Bookmark and Share

Notice: On March 31, it was announced that Statalist is moving from an email list to a forum. The old list will shut down at the end of May, and its replacement, statalist.org is already up and running.


[Date Prev][Date Next][Thread Prev][Thread Next][Date Index][Thread Index]

st: multimple imputation in steps??


From   "Ploutz-Snyder, Robert (JSC-SK)[USRA]" <robert.ploutz-snyder-1@nasa.gov>
To   "statalist@hsphsun2.harvard.edu" <statalist@hsphsun2.harvard.edu>
Subject   st: multimple imputation in steps??
Date   Wed, 7 Apr 2010 14:41:01 -0500

Colleagues;

I have a dataset with some missing data and am considering mi to get more robust modeling, but I can't quite figure out the right methodology for my situation.  I posted a question to the statalist earlier (no reply) but this is a different question.

Consider a dataset where x1-x5 are separate but correlated variables that measure "factor1"  and further that X6-x10 all tap into "factor2."  
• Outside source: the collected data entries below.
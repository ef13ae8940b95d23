//! Preview pane: entry pages and category index listings.
//!
//! Grid-mode entries render a gallery of forced-state tiles followed by one
//! live instance; full-width entries hand the whole pane to the widget.

use ratatui::{
    layout::Rect,
    style::{Modifier, Style},
    text::{Line, Span},
    widgets::{Block, BorderType, Borders, Paragraph},
    Frame,
};

use crate::app::{App, Focus, View, WidgetInstance};
use crate::registry::Category;
use crate::widgets::dropdown::{render_dropdown, Dropdown};
use crate::widgets::fade_in::render_fade_in;
use crate::widgets::hero_card::render_hero_card;
use crate::widgets::input_field::{render_input_field, InputField};
use crate::widgets::layouts::{render_split_layout, render_top_nav_layout};
use crate::widgets::state::VisualState;
use crate::widgets::cv::render_cv;

use super::interaction::ClickAction;
use super::layout::LayoutContext;
use super::theme::{COLOR_ACCENT, COLOR_BORDER, COLOR_CANVAS_BG, COLOR_DIM};

/// Rows per gallery tile, outer border included.
const TILE_HEIGHT: u16 = 9;

/// Render the preview pane for the current view.
pub fn render_preview(frame: &mut Frame, area: Rect, app: &mut App, ctx: &LayoutContext) {
    let focused = app.focus == Focus::Preview;
    let border_color = if focused { COLOR_ACCENT } else { COLOR_BORDER };

    let view = app.view.clone();
    let title = match &view {
        View::Entry { category, slug } => format!(" /{category}/{slug} "),
        View::Index(category) => format!(" /{category} "),
        View::EmptyState => " swatch ".to_string(),
    };

    let block = Block::default()
        .borders(Borders::ALL)
        .border_type(BorderType::Rounded)
        .border_style(Style::default().fg(border_color))
        .title(Span::styled(title, Style::default().fg(COLOR_DIM)));
    let inner = block.inner(area);
    frame.render_widget(block, area);

    match view {
        View::EmptyState => render_empty_state(frame, inner),
        View::Index(category) => render_index(frame, inner, app, category),
        View::Entry { category, slug } => {
            let Ok(item) = app.registry.lookup(category, &slug) else {
                return;
            };
            let name = item.name.clone();

            // Header: entry name
            if inner.height == 0 {
                return;
            }
            frame.render_widget(
                Paragraph::new(Line::from(Span::styled(
                    name,
                    Style::default().fg(COLOR_ACCENT).add_modifier(Modifier::BOLD),
                ))),
                Rect { height: 1, ..inner },
            );

            let content = Rect {
                x: inner.x,
                y: inner.y + 2,
                width: inner.width,
                height: inner.height.saturating_sub(2),
            };
            if content.height == 0 {
                return;
            }

            match &app.widget {
                Some(WidgetInstance::Dropdown(live)) => {
                    let live = live.clone();
                    render_dropdown_gallery(frame, content, app, &live, ctx);
                }
                Some(WidgetInstance::Input(live)) => {
                    let live = live.clone();
                    render_input_gallery(frame, content, app, &live, ctx);
                }
                Some(WidgetInstance::Hero(card)) => {
                    frame.render_widget(
                        Block::default().style(Style::default().bg(COLOR_CANVAS_BG)),
                        content,
                    );
                    let card_area = Rect {
                        x: content.x + 2,
                        y: content.y + 1,
                        width: content.width.saturating_sub(4).min(44),
                        height: content.height.saturating_sub(2).min(8),
                    };
                    let card = card.clone();
                    render_hero_card(frame, card_area, &card, &mut app.hit_registry);
                }
                Some(WidgetInstance::Cv(cv)) => {
                    let cv = cv.clone();
                    render_cv(frame, content, &cv, &mut app.hit_registry);
                }
                Some(WidgetInstance::TopNav) => render_top_nav_layout(frame, content),
                Some(WidgetInstance::Split) => render_split_layout(frame, content),
                Some(WidgetInstance::Fade(demo)) => {
                    let demo = demo.clone();
                    render_fade_in(frame, content, &demo, &mut app.hit_registry);
                }
                None => {}
            }
        }
    }
}

/// The dedicated page shown when the registry has no entries at all.
fn render_empty_state(frame: &mut Frame, area: Rect) {
    if area.height < 2 {
        return;
    }
    let message_area = Rect {
        x: area.x + 2,
        y: area.y + area.height / 2,
        width: area.width.saturating_sub(4),
        height: 1,
    };
    frame.render_widget(
        Paragraph::new(Line::from(Span::styled(
            "No components registered yet.",
            Style::default().fg(COLOR_DIM).add_modifier(Modifier::ITALIC),
        ))),
        message_area,
    );
}

/// Category index listing: one row per entry with its path.
fn render_index(frame: &mut Frame, area: Rect, app: &mut App, category: Category) {
    let rows: Vec<(String, String)> = app
        .registry
        .entries(category)
        .iter()
        .map(|item| (item.name.clone(), format!("/{category}/{}", item.slug)))
        .collect();

    if rows.is_empty() {
        frame.render_widget(
            Paragraph::new(Line::from(Span::styled(
                format!("No {category} yet."),
                Style::default().fg(COLOR_DIM).add_modifier(Modifier::ITALIC),
            ))),
            Rect {
                height: 1.min(area.height),
                ..area
            },
        );
        return;
    }

    for (i, (name, path)) in rows.iter().enumerate() {
        let y = area.y + i as u16;
        if y >= area.y + area.height {
            break;
        }
        let row = Rect {
            x: area.x,
            y,
            width: area.width,
            height: 1,
        };
        frame.render_widget(
            Paragraph::new(Line::from(vec![
                Span::styled(name.clone(), Style::default().fg(COLOR_ACCENT)),
                Span::raw("  "),
                Span::styled(path.clone(), Style::default().fg(COLOR_DIM)),
            ])),
            row,
        );
        app.hit_registry.register(
            row,
            ClickAction::OpenEntry(i),
            Some(Style::default().fg(COLOR_ACCENT)),
        );
    }
}

/// Lay out `count` gallery cells over `cols` columns.
fn gallery_cell(area: Rect, index: usize, cols: u16) -> Rect {
    let col = index as u16 % cols;
    let row = index as u16 / cols;
    let width = area.width / cols;
    Rect {
        x: area.x + col * width,
        y: area.y + row * TILE_HEIGHT,
        width,
        height: TILE_HEIGHT,
    }
}

/// One bordered gallery tile; returns the inner content rect.
fn tile_frame(frame: &mut Frame, cell: Rect, label: &str, live: bool) -> Rect {
    let color = if live { COLOR_ACCENT } else { COLOR_BORDER };
    let block = Block::default()
        .borders(Borders::ALL)
        .border_type(BorderType::Rounded)
        .border_style(Style::default().fg(color))
        .style(Style::default().bg(COLOR_CANVAS_BG))
        .title(Span::styled(
            format!(" {label} "),
            Style::default().fg(if live { COLOR_ACCENT } else { COLOR_DIM }),
        ));
    let inner = block.inner(cell);
    frame.render_widget(block, cell);
    inner
}

/// Forced-state tiles for every dropdown state, then the live instance.
fn render_dropdown_gallery(
    frame: &mut Frame,
    area: Rect,
    app: &mut App,
    live: &Dropdown,
    ctx: &LayoutContext,
) {
    let cols = ctx.gallery_columns();
    let mut index = 0;

    for state in VisualState::ALL {
        let cell = gallery_cell(area, index, cols);
        if cell.y + cell.height > area.y + area.height {
            break;
        }
        let inner = tile_frame(frame, cell, state.label(), false);
        let tile = Dropdown::preview(state);
        render_dropdown(frame, inner, &tile, &mut app.hit_registry, false);
        index += 1;
    }

    let cell = gallery_cell(area, index, cols);
    if cell.y + cell.height <= area.y + area.height {
        let inner = tile_frame(frame, cell, "Live", true);
        render_dropdown(frame, inner, live, &mut app.hit_registry, true);
    }
}

/// Forced-state tiles for the input field, then the live instance.
///
/// The multi-value state does not apply to a single-line input, so its tile
/// is skipped.
fn render_input_gallery(
    frame: &mut Frame,
    area: Rect,
    app: &mut App,
    live: &InputField,
    ctx: &LayoutContext,
) {
    let states = [
        VisualState::Default,
        VisualState::Focused,
        VisualState::Selected,
        VisualState::Error,
        VisualState::Disabled,
    ];
    let cols = ctx.gallery_columns();
    let mut index = 0;

    for state in states {
        let cell = gallery_cell(area, index, cols);
        if cell.y + cell.height > area.y + area.height {
            break;
        }
        let inner = tile_frame(frame, cell, state.label(), false);
        let tile = InputField::preview(state);
        render_input_field(frame, inner, &tile, &mut app.hit_registry, false);
        index += 1;
    }

    let cell = gallery_cell(area, index, cols);
    if cell.y + cell.height <= area.y + area.height {
        let inner = tile_frame(frame, cell, "Live", true);
        render_input_field(frame, inner, live, &mut app.hit_registry, true);
    }
}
Using mi impute in a very general sense, I could simply impute all missing items in one step by using

mi impute x1-x10

But that ignores the shared variance structure of the factors (nothing on the right side of the impute equation).

Instead I would like to generate factor scores prior to imputations, which will result in factor1 and factor2 scores for subjects who are missing no data.  Then the second step would be to use mi impute to impute the FACTOR scores from the items loading on the factors, so that the factor loading structure is preserved in the imputed data.  This assumes that the factor structure for subjects with any missing data match the factor structure for complete subjects, but I'm willing to assume that.

So following the factor analysis and predict statements, I could use

mi impute mvn factor1=x1-x5

...and then separately 

mi impute mvn factor2=x6-x10

But this results in different samples in the m>0 imputations, and I can't use mi estimate commands.  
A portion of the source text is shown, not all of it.